Task item —
Check each line of the entries below for the word "crates", and copy the lines that have it.

=-=-=

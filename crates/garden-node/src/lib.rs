//! The `garden-node` library crate is the control core of a garden node
//! driving a lamp and monitoring the climate around it.
//!
//! Four times per second the node:
//!
//! - computes the brightness consigne from the hour of the day
//! - reads the ambient luminosity from a `BH1750` sensor
//! - runs one step of a PI regulation with anti-windup and writes the
//!   resulting drive to the lamp `PWM` when it changes
//!
//! Every two seconds it also acquires humidity and temperature from an
//! `AM2302` sensor, and every five seconds it posts a telemetry record to a
//! remote endpoint.
//!
//! No single failure stops the node. Faults are logged through `tracing` and
//! the previous values are kept until the next successful read.
//!
//! Hardware access goes through the `embedded-hal` traits and the drivers of
//! the `garden-drivers` crate, while timing is provided by `tokio`.

#![forbid(unsafe_code)]
#![deny(missing_docs)]

/// Humidity and temperature acquisition bookkeeping.
pub mod climate;
/// Wall-clock time sources.
pub mod clock;
/// Node configuration.
pub mod config;
/// The lamp brightness controller.
pub mod controller;
/// Error management.
pub mod error;
/// The node wiring every component together.
pub mod node;
/// PI regulation with anti-windup.
pub mod regulator;
/// Tick scheduling.
pub mod scheduler;
/// The daily brightness schedule.
pub mod setpoint;
/// Telemetry records and sinks.
pub mod telemetry;
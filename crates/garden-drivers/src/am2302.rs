//! # AM2302 Driver
//!
//! This module provides an architecture-agnostic driver for the `AM2302`
//! (`DHT22`) temperature and humidity sensor.
//!
//! Unlike a polling driver, the bits are not sampled by busy-waiting on the
//! pin. The driver sends the start pulse, releases the line and lets an edge
//! interrupt time-tag every transition into an [`EdgeCapture`]. Each bit is
//! classified inside the interrupt handler by comparing the duration of its
//! high phase with the low phase that follows it, so the main thread only
//! has to wait for the transmission to finish and validate the checksum.
//!
//! The acquisition goes through four states:
//!
//! - **Idle**: nothing in flight
//! - **Requesting**: the line is driven low to request a measurement
//! - **Listening**: the line is released and edges are recorded for at most
//!   10 ms
//! - **Decoding**: the interrupt is disabled and the captured frame is
//!   validated
//!
//! The `AM2302` sensor provides the following measurements:
//! - **Humidity**: Relative humidity as a percentage (% RH)
//! - **Temperature**: Temperature in degrees Celsius (°C)
//!
//! For detailed specifications, refer to the
//! [datasheet](https://cdn-shop.adafruit.com/datasheets/Digital+humidity+and+temperature+sensor+AM2302.pdf).

mod capture;
mod frame;

use core::result::Result::{self, Ok};

use embedded_hal::delay::DelayNs;
use embedded_hal::digital::OutputPin;

pub use capture::{EdgeCapture, EdgeEvent};
pub use frame::{FRAME_EDGES, Frame, FrameDecoder, FrameError, RawFrame};

// Protocol-specific timing constants.
const START_SIGNAL_LOW_MS: u32 = 2; // MCU pulls line low for more than 1 ms to request a measurement.
const LISTEN_POLL_US: u32 = 1_000; // Delay between two checks of the capture.
const LISTEN_POLLS: usize = 10; // Maximum number of checks before timeout (~10 ms).

/// A single humidity and temperature measurement.
#[derive(Debug, Clone, Copy, PartialEq)]
pub struct Measurement {
    /// Relative humidity as a percentage (% RH).
    pub humidity: f32,
    /// Temperature in degrees Celsius (°C).
    pub temperature: f32,
}

/// Errors that may occur when interacting with the `AM2302` sensor.
#[derive(Debug)]
pub enum Am2302Error<E> {
    /// GPIO pin errors.
    Pin(E),
    /// The transmission did not complete within the listening window.
    Timeout {
        /// Edges observed before the window elapsed.
        edges: usize,
    },
    /// Data checksum mismatch.
    ChecksumMismatch {
        /// Transmitted checksum.
        transmitted: u8,
        /// Checksum computed from the data bytes.
        computed: u8,
    },
}

impl<E> From<E> for Am2302Error<E> {
    fn from(e: E) -> Self {
        Am2302Error::Pin(e)
    }
}

impl<E> Am2302Error<E> {
    fn from_frame(e: FrameError) -> Self {
        match e {
            FrameError::Incomplete { edges } => Am2302Error::Timeout { edges },
            FrameError::ChecksumMismatch {
                transmitted,
                computed,
            } => Am2302Error::ChecksumMismatch {
                transmitted,
                computed,
            },
        }
    }
}

/// Registration of the edge interrupt on the data line.
///
/// The platform wires the handler of the interrupt to
/// [`EdgeCapture::record`], passing a monotonic microsecond timestamp.
/// The driver only enables and disables the interrupt source.
pub trait EdgeInterrupt {
    /// Starts delivering every transition of the data line to the capture.
    fn listen(&mut self);

    /// Stops delivering transitions.
    ///
    /// When this returns, the handler is guaranteed not to run again until
    /// the next [`EdgeInterrupt::listen`].
    fn unlisten(&mut self);
}

/// Acquisition states.
#[derive(Debug, Clone, Copy, PartialEq, Eq)]
pub enum AcquisitionState {
    /// No acquisition in flight.
    Idle,
    /// The start pulse is being sent.
    Requesting,
    /// Edges are being recorded.
    Listening,
    /// The captured frame is being validated.
    Decoding,
}

/// The `AM2302` driver.
pub struct Am2302<'capture, P, D, I>
where
    P: OutputPin,
    D: DelayNs,
    I: EdgeInterrupt,
{
    pin: P,
    delay: D,
    interrupt: I,
    capture: &'capture EdgeCapture,
    state: AcquisitionState,
}

impl<'capture, P, D, I> Am2302<'capture, P, D, I>
where
    P: OutputPin,
    D: DelayNs,
    I: EdgeInterrupt,
{
    /// Creates an [`Am2302`] driver.
    ///
    /// The pin must be configured as open-drain with a pull-up so that
    /// driving it high releases the line to the sensor. The `capture` must
    /// be the one the interrupt handler records into.
    #[must_use]
    pub fn new(pin: P, delay: D, interrupt: I, capture: &'capture EdgeCapture) -> Self {
        Self {
            pin,
            delay,
            interrupt,
            capture,
            state: AcquisitionState::Idle,
        }
    }

    /// Current acquisition state.
    #[must_use]
    #[inline]
    pub const fn state(&self) -> AcquisitionState {
        self.state
    }

    /// Reads a single humidity and temperature measurement.
    ///
    /// The call blocks for at most ~12 ms. The driver is always back to
    /// [`AcquisitionState::Idle`] when it returns.
    ///
    /// # Errors
    ///
    /// Returns an error if:
    /// - Driving the pin fails
    /// - The sensor does not complete its transmission within the window
    /// - The received data fails checksum validation
    pub fn read(&mut self) -> Result<Measurement, Am2302Error<P::Error>> {
        let result = self.acquire();
        self.state = AcquisitionState::Idle;
        result
    }

    fn acquire(&mut self) -> Result<Measurement, Am2302Error<P::Error>> {
        self.state = AcquisitionState::Requesting;
        self.send_start_signal()?;

        self.state = AcquisitionState::Listening;
        let raw = self.listen();

        self.state = AcquisitionState::Decoding;
        let frame = FrameDecoder::decode(&raw).map_err(Am2302Error::from_frame)?;

        Ok(frame.measurement())
    }

    fn send_start_signal(&mut self) -> Result<(), Am2302Error<P::Error>> {
        // Idle level first, then pull the line low to signal the sensor.
        self.pin.set_high()?;
        self.pin.set_low()?;
        self.delay.delay_ms(START_SIGNAL_LOW_MS);

        // Release the line: the sensor takes control of it.
        self.pin.set_high()?;

        Ok(())
    }

    fn listen(&mut self) -> RawFrame {
        self.capture.arm();
        self.interrupt.listen();

        for _ in 0..LISTEN_POLLS {
            if self.capture.is_complete() {
                break;
            }
            self.delay.delay_us(LISTEN_POLL_US);
        }

        // The capture must be settled before it is read.
        self.interrupt.unlisten();
        self.capture.disarm();

        self.capture.snapshot()
    }
}

#[cfg(test)]
mod tests {
    use super::*;

    extern crate std;
    use std::vec::Vec;

    use embedded_hal_mock::eh1::delay::NoopDelay;
    use embedded_hal_mock::eh1::digital::{Mock as PinMock, State, Transaction as PinTransaction};

    use super::frame::tests::{encode_edges, frame_bytes};

    // Replays recorded edges into the capture as soon as it is enabled.
    struct ReplayInterrupt<'a> {
        capture: &'a EdgeCapture,
        edges: Vec<u32>,
        listening: bool,
    }

    impl<'a> ReplayInterrupt<'a> {
        fn new(capture: &'a EdgeCapture, edges: &[u32]) -> Self {
            Self {
                capture,
                edges: edges.to_vec(),
                listening: false,
            }
        }
    }

    impl EdgeInterrupt for ReplayInterrupt<'_> {
        fn listen(&mut self) {
            self.listening = true;
            for timestamp in &self.edges {
                self.capture.record(*timestamp);
            }
        }

        fn unlisten(&mut self) {
            self.listening = false;
        }
    }

    fn start_signal() -> [PinTransaction; 3] {
        [
            PinTransaction::set(State::High),
            PinTransaction::set(State::Low),
            PinTransaction::set(State::High),
        ]
    }

    #[test]
    fn test_send_start_signal() {
        let capture = EdgeCapture::new();
        let pin = PinMock::new(&start_signal());
        let delay = NoopDelay::new();
        let interrupt = ReplayInterrupt::new(&capture, &[]);
        let mut am2302 = Am2302::new(pin, delay, interrupt, &capture);

        am2302.send_start_signal().unwrap();

        am2302.pin.done();
    }

    #[test]
    fn test_read_valid_frame() {
        let capture = EdgeCapture::new();
        let edges = encode_edges([0x02, 0x58, 0x00, 0xC8, 0x22], 7_000);
        let pin = PinMock::new(&start_signal());
        let delay = NoopDelay::new();
        let interrupt = ReplayInterrupt::new(&capture, &edges);
        let mut am2302 = Am2302::new(pin, delay, interrupt, &capture);

        let measurement = am2302.read().unwrap();

        assert!((measurement.humidity - 60.0).abs() < f32::EPSILON);
        assert!((measurement.temperature - 20.0).abs() < f32::EPSILON);
        assert_eq!(am2302.state(), AcquisitionState::Idle);
        assert!(!am2302.interrupt.listening);
        assert!(!capture.is_armed());

        am2302.pin.done();
    }

    #[test]
    fn test_read_negative_temperature() {
        let capture = EdgeCapture::new();
        let edges = encode_edges(frame_bytes(0x01F4, 0x8065), 0);
        let pin = PinMock::new(&start_signal());
        let delay = NoopDelay::new();
        let interrupt = ReplayInterrupt::new(&capture, &edges);
        let mut am2302 = Am2302::new(pin, delay, interrupt, &capture);

        let measurement = am2302.read().unwrap();

        assert!((measurement.humidity - 50.0).abs() < f32::EPSILON);
        assert!((measurement.temperature + 10.1).abs() < 1e-5);

        am2302.pin.done();
    }

    #[test]
    fn test_read_timeout() {
        let capture = EdgeCapture::new();
        let edges = encode_edges(frame_bytes(0x0258, 0x00C8), 0);
        let pin = PinMock::new(&start_signal());
        let delay = NoopDelay::new();
        let interrupt = ReplayInterrupt::new(&capture, &edges[..41]);
        let mut am2302 = Am2302::new(pin, delay, interrupt, &capture);

        let result = am2302.read();

        assert!(matches!(result, Err(Am2302Error::Timeout { edges: 41 })));
        assert_eq!(am2302.state(), AcquisitionState::Idle);

        am2302.pin.done();
    }

    #[test]
    fn test_read_without_answer() {
        let capture = EdgeCapture::new();
        let pin = PinMock::new(&start_signal());
        let delay = NoopDelay::new();
        let interrupt = ReplayInterrupt::new(&capture, &[]);
        let mut am2302 = Am2302::new(pin, delay, interrupt, &capture);

        let result = am2302.read();

        assert!(matches!(result, Err(Am2302Error::Timeout { edges: 0 })));

        am2302.pin.done();
    }

    #[test]
    fn test_read_checksum_mismatch() {
        let capture = EdgeCapture::new();
        let edges = encode_edges([0x02, 0x58, 0x00, 0xC8, 0x21], 0);
        let pin = PinMock::new(&start_signal());
        let delay = NoopDelay::new();
        let interrupt = ReplayInterrupt::new(&capture, &edges);
        let mut am2302 = Am2302::new(pin, delay, interrupt, &capture);

        let result = am2302.read();

        assert!(matches!(
            result,
            Err(Am2302Error::ChecksumMismatch {
                transmitted: 0x21,
                computed: 0x22,
            })
        ));
        assert_eq!(am2302.state(), AcquisitionState::Idle);

        am2302.pin.done();
    }

    #[test]
    fn test_consecutive_reads_reuse_capture() {
        let capture = EdgeCapture::new();
        let first = encode_edges(frame_bytes(0x0258, 0x00C8), 0);
        let expectations = [start_signal(), start_signal()].concat();
        let pin = PinMock::new(&expectations);
        let delay = NoopDelay::new();
        let interrupt = ReplayInterrupt::new(&capture, &first);
        let mut am2302 = Am2302::new(pin, delay, interrupt, &capture);

        let a = am2302.read().unwrap();
        let b = am2302.read().unwrap();

        assert_eq!(a, b);

        am2302.pin.done();
    }
}
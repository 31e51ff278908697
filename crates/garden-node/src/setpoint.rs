use std::f32::consts::TAU;

use serde::{Deserialize, Serialize};

/// The daily brightness schedule.
///
/// Between `start_hour` and `start_hour + duration_hours` the consigne
/// follows a half-cosine ramp rising from `0` to `amplitude` at mid-interval
/// and back to `0`. Outside that interval the consigne is `0`.
#[derive(Debug, Clone, Copy, PartialEq, Serialize, Deserialize)]
pub struct SetpointCurve {
    /// Hour of the day the ramp starts at.
    pub start_hour: f32,
    /// Length of the ramp, in hours.
    pub duration_hours: f32,
    /// Peak consigne, reached at mid-interval.
    pub amplitude: f32,
}

impl Default for SetpointCurve {
    fn default() -> Self {
        Self::new(6.0, 14.0, 1000.0)
    }
}

impl SetpointCurve {
    /// Creates a [`SetpointCurve`].
    #[must_use]
    #[inline]
    pub const fn new(start_hour: f32, duration_hours: f32, amplitude: f32) -> Self {
        Self {
            start_hour,
            duration_hours,
            amplitude,
        }
    }

    /// Hour of the day the ramp ends at.
    #[must_use]
    #[inline]
    pub fn end_hour(&self) -> f32 {
        self.start_hour + self.duration_hours
    }

    /// Computes the consigne for the given hour of the day.
    #[must_use]
    pub fn consigne(&self, hour: f32) -> f32 {
        if hour < self.start_hour || hour > self.end_hour() {
            return 0.0;
        }

        let angle = TAU * (hour - self.start_hour) / self.duration_hours;
        self.amplitude * (1.0 - angle.cos()) / 2.0
    }
}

=-=-=

Output —
filename crates/garden-node/src/lib.rs
filename crates/garden-drivers/src/am2302.rs
filename crates/garden-node/src/setpoint.rs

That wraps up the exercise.